Michael Baum, CFP®, RICP®
Vice President & Associate Financial Advisor
Thanks to legislation enacted as part of SECURE 2.0, the retirement landscape is changing yet again. These changes are designed to strengthen the retirement system by promoting saving and offering more flexibility to individuals saving for retirement.
It’s important to plan well for those changes now to take advantage of potential opportunities to save more for retirement than previously possible. Here’s what to know…
How are retirement savings rules changing in 2024 and 2025, and what are the potential benefits?

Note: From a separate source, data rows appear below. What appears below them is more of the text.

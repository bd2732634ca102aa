//! Explicitly connected multicasting through a caller-supplied subject.

use std::sync::Arc;

use parking_lot::Mutex;

use crate::{
  demand::Demand,
  publisher::Publisher,
  subject::Subject,
  subscriber::{Completion, Subscriber},
  subscription::{BoxedSubscription, Cancellable, UpstreamSlot},
};

/// Subscribers attach to the subject; the upstream only starts once
/// [`Multicast::connect`] is called. This lets every subscriber be in place
/// before the first value is produced.
pub struct Multicast<S, Sub> {
  source: Arc<S>,
  subject: Sub,
  connection: Arc<Mutex<Option<Cancellable>>>,
}

impl<S, Sub: Clone> Clone for Multicast<S, Sub> {
  fn clone(&self) -> Self {
    Multicast {
      source: self.source.clone(),
      subject: self.subject.clone(),
      connection: self.connection.clone(),
    }
  }
}

impl<S, Sub> Multicast<S, Sub>
where
  S: Publisher,
  Sub: Subject<Item = S::Item, Err = S::Err>,
{
  pub(crate) fn new(source: S, subject: Sub) -> Self {
    Multicast { source: Arc::new(source), subject, connection: Arc::new(Mutex::new(None)) }
  }

  /// Subscribes the subject to the upstream. While that connection is open,
  /// calling `connect` again returns the same handle.
  pub fn connect(&self) -> Cancellable {
    let handle = {
      let mut connection = self.connection.lock();
      if let Some(open) = connection.as_ref().filter(|c| !c.is_closed()) {
        return open.clone();
      }
      let handle = Cancellable::new();
      *connection = Some(handle.clone());
      handle
    };
    tracing::debug!("multicast connecting upstream");
    self
      .source
      .subscribe(ConnectSubscriber { subject: self.subject.clone(), slot: handle.0.clone() });
    handle
  }

  /// A publisher that connects as soon as someone subscribes to it.
  pub fn autoconnect(self) -> Autoconnect<S, Sub> { Autoconnect(self) }
}

impl<S, Sub> Publisher for Multicast<S, Sub>
where
  S: Publisher,
  Sub: Subject<Item = S::Item, Err = S::Err>,
{
  type Item = S::Item;
  type Err = S::Err;

  fn subscribe<O>(&self, subscriber: O)
  where
    O: Subscriber<S::Item, S::Err> + 'static,
  {
    self.subject.subscribe(subscriber)
  }
}

/// See [`Multicast::autoconnect`].
pub struct Autoconnect<S, Sub>(Multicast<S, Sub>);

impl<S, Sub: Clone> Clone for Autoconnect<S, Sub> {
  fn clone(&self) -> Self { Autoconnect(self.0.clone()) }
}

impl<S, Sub> Publisher for Autoconnect<S, Sub>
where
  S: Publisher,
  Sub: Subject<Item = S::Item, Err = S::Err>,
{
  type Item = S::Item;
  type Err = S::Err;

  fn subscribe<O>(&self, subscriber: O)
  where
    O: Subscriber<S::Item, S::Err> + 'static,
  {
    self.0.subject.subscribe(subscriber);
    self.0.connect();
  }
}

struct ConnectSubscriber<Sub> {
  subject: Sub,
  slot: Arc<UpstreamSlot>,
}

impl<Sub: Subject> Subscriber<Sub::Item, Sub::Err> for ConnectSubscriber<Sub> {
  fn receive_subscription(&mut self, subscription: BoxedSubscription) {
    if self.slot.set(subscription.clone()) {
      subscription.request(Demand::Unlimited);
    }
  }

  fn receive(&mut self, value: Sub::Item) -> Demand {
    self.subject.send(value);
    Demand::NONE
  }

  fn receive_completion(&mut self, completion: Completion<Sub::Err>) {
    self.slot.release();
    self.subject.send_completion(completion);
  }
}

#[cfg(test)]
mod test {
  use std::sync::{
    atomic::{AtomicUsize, Ordering},
    Arc,
  };

  use crate::{prelude::*, test_util::Recorder};

  #[test]
  fn nothing_flows_before_connect() {
    let multicast = from_iter(1..=3).multicast(PassthroughSubject::new());
    let (a, b) = (Recorder::new(Demand::Unlimited), Recorder::new(Demand::Unlimited));
    multicast.subscribe(a.clone());
    multicast.subscribe(b.clone());
    assert!(a.values().is_empty());

    let connection = multicast.connect();
    assert_eq!(a.values(), vec![1, 2, 3]);
    assert_eq!(b.values(), vec![1, 2, 3]);
    assert_eq!(b.completion(), Some(Completion::Finished));
    assert!(connection.is_closed());
  }

  #[test]
  fn connect_is_idempotent_while_open() {
    let subscribes = Arc::new(AtomicUsize::new(0));
    let count = subscribes.clone();
    let upstream = PassthroughSubject::<i32, ()>::new();
    let multicast = upstream
      .clone()
      .handle_events(EventHooks::new().on_subscription(move || {
        count.fetch_add(1, Ordering::SeqCst);
      }))
      .multicast(PassthroughSubject::new());
    let rec = Recorder::new(Demand::Unlimited);
    multicast.subscribe(rec.clone());

    let first = multicast.connect();
    let _second = multicast.connect();
    assert_eq!(subscribes.load(Ordering::SeqCst), 1);
    upstream.send(1);

    first.cancel();
    assert_eq!(upstream.subscriber_count(), 0);
    upstream.send(2);
    assert_eq!(rec.values(), vec![1]);
  }

  #[test]
  fn current_value_subject_replays_to_late_subscribers() {
    let upstream = PassthroughSubject::<&str, ()>::new();
    let multicast = upstream.clone().multicast(CurrentValueSubject::new("idle"));
    let _connection = multicast.connect();
    upstream.send("loading");

    let rec = Recorder::new(Demand::Unlimited);
    multicast.subscribe(rec.clone());
    upstream.send("ready");
    assert_eq!(rec.values(), vec!["loading", "ready"]);
  }

  #[test]
  fn autoconnect_starts_with_first_subscriber() {
    let auto = from_iter(["a", "b"]).multicast(PassthroughSubject::new()).autoconnect();
    let rec = Recorder::new(Demand::Unlimited);
    auto.subscribe(rec.clone());
    assert_eq!(rec.values(), vec!["a", "b"]);
    assert_eq!(rec.completion(), Some(Completion::Finished));
  }
}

Catch-up contributions have long been an important way for individuals 50 and above to save above and beyond the normal contribution limits in their retirement accounts. Starting in 2024, the catch-up contribution limit for IRAs (Individual Retirement Accounts) for people 50 and older will begin to be adjusted to keep up with inflation. Although the catch-up contribution limit will remain the same in 2024 as in 2023 ($1,000), this is good news for future years.
In addition, starting in 2025 people who contribute to an employer sponsored retirement plan (I.e. 401(k), 403(b), and governmental 457(b)) who are between the ages of 60 and 63 will have their catch-up contribution limit increased to either $10,000 or 150% of the current catch-up limit (about $11,250), whichever is higher. This is up from the current catch-up contribution limit of $7,500. These increased catch-up contribution limits offer an incredible opportunity to maximize savings at a time in life when most people will soon be heading into retirement.
But, for some high earners, there’s an important catch – starting in 2026, for people who are age 50 or older and who earned more than $145,000 in the previous year, all catch-up contributions to an employer sponsored retirement plan will now have to be made on a Roth basis using after-tax dollars.[GU1] While this new requirement will prevent the catch-up contribution from being tax-deductible, Roth catch-up contributions grow tax-free – and they can be withdrawn tax-free in retirement.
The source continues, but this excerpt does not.